*** Provided records ***

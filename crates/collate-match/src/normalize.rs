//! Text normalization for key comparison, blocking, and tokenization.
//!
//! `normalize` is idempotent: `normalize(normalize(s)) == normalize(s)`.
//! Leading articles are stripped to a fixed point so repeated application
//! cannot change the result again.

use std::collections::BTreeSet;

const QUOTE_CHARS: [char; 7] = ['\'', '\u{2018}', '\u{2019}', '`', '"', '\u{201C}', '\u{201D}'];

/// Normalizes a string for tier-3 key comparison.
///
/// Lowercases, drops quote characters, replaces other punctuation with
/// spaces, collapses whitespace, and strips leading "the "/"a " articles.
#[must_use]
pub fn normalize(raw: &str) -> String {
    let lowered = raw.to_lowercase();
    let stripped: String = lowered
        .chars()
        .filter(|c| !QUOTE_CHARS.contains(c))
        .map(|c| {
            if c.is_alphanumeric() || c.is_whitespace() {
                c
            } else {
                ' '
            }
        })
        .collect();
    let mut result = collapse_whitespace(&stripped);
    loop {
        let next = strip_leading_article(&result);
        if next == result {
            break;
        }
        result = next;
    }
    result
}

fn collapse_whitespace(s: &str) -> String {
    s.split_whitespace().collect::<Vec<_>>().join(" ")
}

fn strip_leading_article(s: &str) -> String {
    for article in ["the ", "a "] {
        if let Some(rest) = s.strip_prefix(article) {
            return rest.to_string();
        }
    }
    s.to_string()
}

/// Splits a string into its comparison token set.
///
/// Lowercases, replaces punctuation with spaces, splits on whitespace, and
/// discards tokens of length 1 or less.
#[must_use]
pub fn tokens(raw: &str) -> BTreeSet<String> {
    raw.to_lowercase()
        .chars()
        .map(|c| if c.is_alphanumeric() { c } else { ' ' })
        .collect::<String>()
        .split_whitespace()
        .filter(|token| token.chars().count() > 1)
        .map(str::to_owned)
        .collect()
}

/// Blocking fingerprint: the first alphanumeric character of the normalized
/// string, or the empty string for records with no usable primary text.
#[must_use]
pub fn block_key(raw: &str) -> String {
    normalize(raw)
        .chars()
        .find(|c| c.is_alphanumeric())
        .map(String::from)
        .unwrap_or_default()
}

*** End of Provided records ***
*** Provided records ***

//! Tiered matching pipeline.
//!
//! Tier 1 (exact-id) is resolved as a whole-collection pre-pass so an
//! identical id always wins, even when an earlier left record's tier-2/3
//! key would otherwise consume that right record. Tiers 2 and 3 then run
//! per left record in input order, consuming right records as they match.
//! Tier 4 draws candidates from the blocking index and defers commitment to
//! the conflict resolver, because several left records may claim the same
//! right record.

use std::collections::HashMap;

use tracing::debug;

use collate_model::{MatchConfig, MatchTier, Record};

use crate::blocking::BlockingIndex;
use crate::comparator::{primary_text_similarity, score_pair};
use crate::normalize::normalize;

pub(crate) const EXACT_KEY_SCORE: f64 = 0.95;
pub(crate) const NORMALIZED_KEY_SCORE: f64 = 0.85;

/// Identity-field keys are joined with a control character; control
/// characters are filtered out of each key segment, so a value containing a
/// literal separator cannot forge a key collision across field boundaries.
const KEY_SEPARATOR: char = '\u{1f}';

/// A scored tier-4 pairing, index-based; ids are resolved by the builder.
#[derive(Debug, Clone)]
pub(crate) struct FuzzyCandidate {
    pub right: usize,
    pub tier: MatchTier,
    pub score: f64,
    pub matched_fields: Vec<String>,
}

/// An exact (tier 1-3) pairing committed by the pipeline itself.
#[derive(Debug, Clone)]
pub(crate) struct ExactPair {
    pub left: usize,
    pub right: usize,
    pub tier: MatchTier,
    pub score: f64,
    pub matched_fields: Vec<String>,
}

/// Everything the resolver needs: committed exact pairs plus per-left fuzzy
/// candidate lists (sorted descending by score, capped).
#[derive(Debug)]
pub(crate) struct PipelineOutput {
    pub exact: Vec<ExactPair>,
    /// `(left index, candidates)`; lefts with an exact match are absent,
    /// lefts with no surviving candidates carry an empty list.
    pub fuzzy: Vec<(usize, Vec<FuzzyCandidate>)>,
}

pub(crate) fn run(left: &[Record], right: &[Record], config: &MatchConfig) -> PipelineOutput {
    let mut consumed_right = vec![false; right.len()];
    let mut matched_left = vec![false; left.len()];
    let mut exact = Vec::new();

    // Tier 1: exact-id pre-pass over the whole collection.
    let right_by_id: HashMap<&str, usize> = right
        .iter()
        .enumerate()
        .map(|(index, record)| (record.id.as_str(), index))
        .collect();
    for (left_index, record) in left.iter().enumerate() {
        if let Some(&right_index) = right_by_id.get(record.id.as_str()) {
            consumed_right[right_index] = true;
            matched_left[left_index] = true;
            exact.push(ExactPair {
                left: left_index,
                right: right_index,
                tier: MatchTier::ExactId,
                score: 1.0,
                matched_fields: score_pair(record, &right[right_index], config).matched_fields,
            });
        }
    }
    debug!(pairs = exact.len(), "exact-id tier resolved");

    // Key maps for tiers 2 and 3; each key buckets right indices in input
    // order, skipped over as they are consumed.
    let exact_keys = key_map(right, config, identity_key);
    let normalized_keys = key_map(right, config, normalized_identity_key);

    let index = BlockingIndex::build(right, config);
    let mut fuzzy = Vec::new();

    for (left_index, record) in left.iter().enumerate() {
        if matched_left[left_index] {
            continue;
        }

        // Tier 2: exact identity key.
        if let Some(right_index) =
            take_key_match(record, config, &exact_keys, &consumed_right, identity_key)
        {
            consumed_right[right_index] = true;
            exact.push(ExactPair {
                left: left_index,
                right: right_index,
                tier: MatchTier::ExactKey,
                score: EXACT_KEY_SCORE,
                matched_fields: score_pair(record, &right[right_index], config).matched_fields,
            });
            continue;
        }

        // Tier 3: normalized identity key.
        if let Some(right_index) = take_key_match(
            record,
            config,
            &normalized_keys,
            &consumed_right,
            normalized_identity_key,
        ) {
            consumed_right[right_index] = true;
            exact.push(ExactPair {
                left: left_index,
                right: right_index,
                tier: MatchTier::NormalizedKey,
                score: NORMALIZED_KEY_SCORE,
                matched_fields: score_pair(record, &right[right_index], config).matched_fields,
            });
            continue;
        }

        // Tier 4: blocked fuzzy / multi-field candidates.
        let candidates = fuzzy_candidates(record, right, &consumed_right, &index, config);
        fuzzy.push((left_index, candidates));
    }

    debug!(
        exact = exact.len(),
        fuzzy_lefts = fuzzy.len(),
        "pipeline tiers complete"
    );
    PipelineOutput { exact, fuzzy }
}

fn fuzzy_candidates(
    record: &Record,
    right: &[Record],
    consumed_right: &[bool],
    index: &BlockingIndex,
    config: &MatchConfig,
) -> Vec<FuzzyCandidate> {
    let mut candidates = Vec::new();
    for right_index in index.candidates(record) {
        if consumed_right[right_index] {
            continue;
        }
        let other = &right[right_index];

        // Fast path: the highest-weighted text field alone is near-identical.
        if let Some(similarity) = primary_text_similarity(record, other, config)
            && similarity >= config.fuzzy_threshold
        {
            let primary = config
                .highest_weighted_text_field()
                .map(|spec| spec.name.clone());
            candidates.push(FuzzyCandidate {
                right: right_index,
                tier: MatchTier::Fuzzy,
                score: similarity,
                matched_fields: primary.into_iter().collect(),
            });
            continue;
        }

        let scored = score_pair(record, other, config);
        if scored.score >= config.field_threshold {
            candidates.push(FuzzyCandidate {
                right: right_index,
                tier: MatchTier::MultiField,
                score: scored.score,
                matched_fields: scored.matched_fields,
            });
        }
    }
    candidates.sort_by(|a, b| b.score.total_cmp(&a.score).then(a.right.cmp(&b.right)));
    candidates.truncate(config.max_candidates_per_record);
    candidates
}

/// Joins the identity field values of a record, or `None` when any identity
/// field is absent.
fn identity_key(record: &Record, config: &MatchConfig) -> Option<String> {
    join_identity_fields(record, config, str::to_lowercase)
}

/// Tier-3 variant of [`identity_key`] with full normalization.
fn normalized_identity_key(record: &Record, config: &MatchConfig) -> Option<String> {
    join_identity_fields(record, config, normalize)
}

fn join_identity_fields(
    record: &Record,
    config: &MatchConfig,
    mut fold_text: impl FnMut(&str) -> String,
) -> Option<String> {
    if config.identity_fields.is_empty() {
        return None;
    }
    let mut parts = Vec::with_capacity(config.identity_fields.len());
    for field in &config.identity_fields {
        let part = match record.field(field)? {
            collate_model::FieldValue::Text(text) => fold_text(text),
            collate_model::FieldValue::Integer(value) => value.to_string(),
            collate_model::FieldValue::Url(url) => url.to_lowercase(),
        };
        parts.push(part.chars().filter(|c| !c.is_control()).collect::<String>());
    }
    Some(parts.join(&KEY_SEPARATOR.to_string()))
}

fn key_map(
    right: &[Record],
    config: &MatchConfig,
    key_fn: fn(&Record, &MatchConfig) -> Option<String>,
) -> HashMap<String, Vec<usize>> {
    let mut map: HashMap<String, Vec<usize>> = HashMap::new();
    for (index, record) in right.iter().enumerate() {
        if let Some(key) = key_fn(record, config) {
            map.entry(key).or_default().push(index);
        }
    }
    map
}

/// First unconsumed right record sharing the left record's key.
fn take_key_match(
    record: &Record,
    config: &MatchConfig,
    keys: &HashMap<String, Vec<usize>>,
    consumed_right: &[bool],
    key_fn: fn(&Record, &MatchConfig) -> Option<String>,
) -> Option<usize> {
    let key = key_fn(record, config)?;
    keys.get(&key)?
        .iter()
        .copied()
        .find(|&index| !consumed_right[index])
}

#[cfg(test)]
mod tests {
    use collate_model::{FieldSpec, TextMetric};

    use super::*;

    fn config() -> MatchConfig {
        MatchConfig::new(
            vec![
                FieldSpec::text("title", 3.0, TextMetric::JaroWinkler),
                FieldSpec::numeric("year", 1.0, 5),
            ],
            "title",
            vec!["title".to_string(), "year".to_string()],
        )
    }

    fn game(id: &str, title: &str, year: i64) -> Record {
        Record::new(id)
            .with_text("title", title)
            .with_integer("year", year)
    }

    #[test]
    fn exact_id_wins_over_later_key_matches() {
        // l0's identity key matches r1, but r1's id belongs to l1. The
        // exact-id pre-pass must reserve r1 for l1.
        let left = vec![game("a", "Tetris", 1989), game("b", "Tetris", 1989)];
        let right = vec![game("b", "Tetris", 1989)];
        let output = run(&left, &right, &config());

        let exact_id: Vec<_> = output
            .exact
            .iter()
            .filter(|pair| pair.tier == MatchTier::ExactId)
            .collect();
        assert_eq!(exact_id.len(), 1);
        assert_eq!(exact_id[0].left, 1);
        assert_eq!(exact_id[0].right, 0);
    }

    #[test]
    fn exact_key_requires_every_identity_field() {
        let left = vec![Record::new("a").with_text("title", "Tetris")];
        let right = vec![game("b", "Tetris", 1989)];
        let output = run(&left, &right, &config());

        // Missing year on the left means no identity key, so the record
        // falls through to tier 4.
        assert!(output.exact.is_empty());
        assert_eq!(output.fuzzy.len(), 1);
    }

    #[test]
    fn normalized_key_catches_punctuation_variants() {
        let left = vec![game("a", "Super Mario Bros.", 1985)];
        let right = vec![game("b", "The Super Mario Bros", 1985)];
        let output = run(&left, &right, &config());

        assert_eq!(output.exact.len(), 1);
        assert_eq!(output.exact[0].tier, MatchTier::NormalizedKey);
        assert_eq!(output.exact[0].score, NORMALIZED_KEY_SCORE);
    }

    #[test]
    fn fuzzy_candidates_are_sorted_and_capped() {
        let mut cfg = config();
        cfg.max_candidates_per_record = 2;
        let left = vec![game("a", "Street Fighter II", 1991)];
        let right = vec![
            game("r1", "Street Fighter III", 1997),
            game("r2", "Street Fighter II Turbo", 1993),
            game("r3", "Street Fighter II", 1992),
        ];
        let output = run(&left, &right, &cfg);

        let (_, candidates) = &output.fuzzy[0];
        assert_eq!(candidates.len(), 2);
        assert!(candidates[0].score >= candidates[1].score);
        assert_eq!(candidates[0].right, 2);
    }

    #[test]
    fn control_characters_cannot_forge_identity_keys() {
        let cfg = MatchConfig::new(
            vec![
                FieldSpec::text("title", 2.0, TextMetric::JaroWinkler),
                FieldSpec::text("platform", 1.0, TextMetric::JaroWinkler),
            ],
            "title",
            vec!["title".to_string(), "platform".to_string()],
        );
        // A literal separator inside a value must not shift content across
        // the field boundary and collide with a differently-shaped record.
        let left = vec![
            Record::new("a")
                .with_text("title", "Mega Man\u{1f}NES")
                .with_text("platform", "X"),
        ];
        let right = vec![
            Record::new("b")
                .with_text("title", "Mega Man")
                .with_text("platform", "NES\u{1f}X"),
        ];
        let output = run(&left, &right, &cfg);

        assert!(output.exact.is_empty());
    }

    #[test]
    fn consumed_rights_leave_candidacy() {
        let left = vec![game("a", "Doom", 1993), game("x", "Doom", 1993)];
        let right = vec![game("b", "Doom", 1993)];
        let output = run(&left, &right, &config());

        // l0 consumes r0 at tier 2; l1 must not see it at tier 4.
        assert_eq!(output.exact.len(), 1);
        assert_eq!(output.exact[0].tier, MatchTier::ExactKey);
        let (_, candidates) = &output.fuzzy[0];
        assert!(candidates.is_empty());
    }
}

*** End of Provided records ***
*** Provided records ***

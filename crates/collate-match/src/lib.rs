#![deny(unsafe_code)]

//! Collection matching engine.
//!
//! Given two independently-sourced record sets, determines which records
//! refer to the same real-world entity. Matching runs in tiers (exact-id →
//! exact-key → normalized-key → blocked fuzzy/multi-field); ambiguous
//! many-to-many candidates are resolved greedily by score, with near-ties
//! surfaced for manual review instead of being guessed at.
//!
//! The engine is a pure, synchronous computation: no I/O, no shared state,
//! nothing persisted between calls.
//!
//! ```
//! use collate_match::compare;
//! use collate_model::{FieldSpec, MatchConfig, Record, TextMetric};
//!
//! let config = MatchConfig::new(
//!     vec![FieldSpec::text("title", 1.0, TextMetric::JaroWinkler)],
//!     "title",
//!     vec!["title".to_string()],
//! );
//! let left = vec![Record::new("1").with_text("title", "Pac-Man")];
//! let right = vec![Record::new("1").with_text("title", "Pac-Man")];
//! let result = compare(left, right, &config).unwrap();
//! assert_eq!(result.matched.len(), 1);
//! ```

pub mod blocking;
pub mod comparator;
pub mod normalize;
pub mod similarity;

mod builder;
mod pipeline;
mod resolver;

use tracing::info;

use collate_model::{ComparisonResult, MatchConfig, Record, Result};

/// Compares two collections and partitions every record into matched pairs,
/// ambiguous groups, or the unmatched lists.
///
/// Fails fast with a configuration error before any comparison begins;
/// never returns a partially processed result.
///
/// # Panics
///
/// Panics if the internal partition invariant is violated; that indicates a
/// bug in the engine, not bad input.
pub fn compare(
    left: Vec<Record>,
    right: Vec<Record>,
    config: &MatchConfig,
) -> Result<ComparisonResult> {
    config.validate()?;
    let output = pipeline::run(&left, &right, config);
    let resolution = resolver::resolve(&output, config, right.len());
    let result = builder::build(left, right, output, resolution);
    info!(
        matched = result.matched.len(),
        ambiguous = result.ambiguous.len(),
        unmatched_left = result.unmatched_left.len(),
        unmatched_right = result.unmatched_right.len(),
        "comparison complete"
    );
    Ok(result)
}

*** End of Provided records ***

### About this task
Using the entries above, tally how many lines have the word "Fighter" in them; write the number and nothing more.

### Answer
4